Her parliamentary activity has focused, among other issues, on the defense of human rights, gender equality, economic and social development, access to medicines, and support for entrepreneurs and startups. In 2016, she presented the candidacy of Yazidi activist Nadia Murad Basee to ALDE for the Sakharov Prize for freedom of conscience. ALDE supported this candidacy, and on 27 October of the same year it was announced that the European Parliament awarded the Sakharov Prize to Murad and Lamiya Aji Bashar, also a Yazidi activist.

In September 2016, Becerra presented the Alliance of Women Against Radicalization and Extremism (AWARE) platform, a network oriented to the study and prevention of radicalization from a gender perspective, and which defends the creation of a common European policy on respect. The platform has the support of women such as Nadia Murad and Miriam González Durántez.

She has been a speaker in the European Parliament's report on mental health and gender equality, which raised the need to incorporate a gender perspective in research and treatment of diseases.

In international politics, she has stood out for her support to the Venezuelan opposition in its confrontation with the government of Nicolás Maduro, leading ALDE's negotiation on a resolution of the European Parliament that demanded, among other measures, the release of political prisoners.

In 2017, after several months of protests in Venezuela, Becerra promoted the candidacy of the Venezuelan political opposition for the Sakharov Prize.
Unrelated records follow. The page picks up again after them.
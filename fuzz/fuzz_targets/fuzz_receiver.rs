#![no_main]

use libfuzzer_sys::fuzz_target;
use rfa1_radio::{Command, NodeHal, Radio, RadioConfig};

fuzz_target!(|data: &[u8]| {
    let Some((&mode, air)) = data.split_first() else {
        return;
    };

    let mut radio = Radio::new(NodeHal::new(), RadioConfig::default());
    radio.apply_command(if mode & 1 == 0 {
        Command::RxOn
    } else {
        Command::RxAackOn
    });

    // Every 16th byte drops the lock so recovery paths get exercised too
    for (i, &byte) in air.iter().enumerate() {
        let locked = mode & 0x80 == 0 || i % 16 != 15;
        radio.rx_next_byte(locked, byte);
        if !radio.is_receiving() {
            // An automatic ACK took over; drain it
            while radio.is_transmitting() {
                radio.tx_next_byte();
            }
            radio.apply_command(Command::RxAackOn);
        }
    }
});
Becerra has been singled out and intimidated by members of the Venezuelan government for her persistent defense of the freedom of Venezuelans. In June 2018, she vsisted Cúcuta, a border city between Colombia and Venezuela, as part of a parliamentary mission to observe the situation of Venezuelan refugees arriving there.

She joined the task force of MEPs on Brexit, with a special focus on guaranteeing the rights of Europeans residing in the United Kingdom, and of British residents of the EU after the referendum that approved the abandonment of the European institutions.

On 7 July 2017, in response to a letter from the MEP, European Commission President Jean-Claude Juncker confirmed that, if the secession of Catalonia were to take place, the new state would automatically be excluded from the European Union. In September, the president of the European Parliament, Antonio Tajani, also replied to Becerra stating that, "any action against the Constitution of a Member State is an action against the legal framework of the European Union."

In July 2018, Becerra announced the publication of her book Eres liberal y no lo sabes (You are Liberal and You Don't Know It), scheduled for September of that year, which she described as "a manifesto for an inclusive liberalism, free of dogmatism and modernity."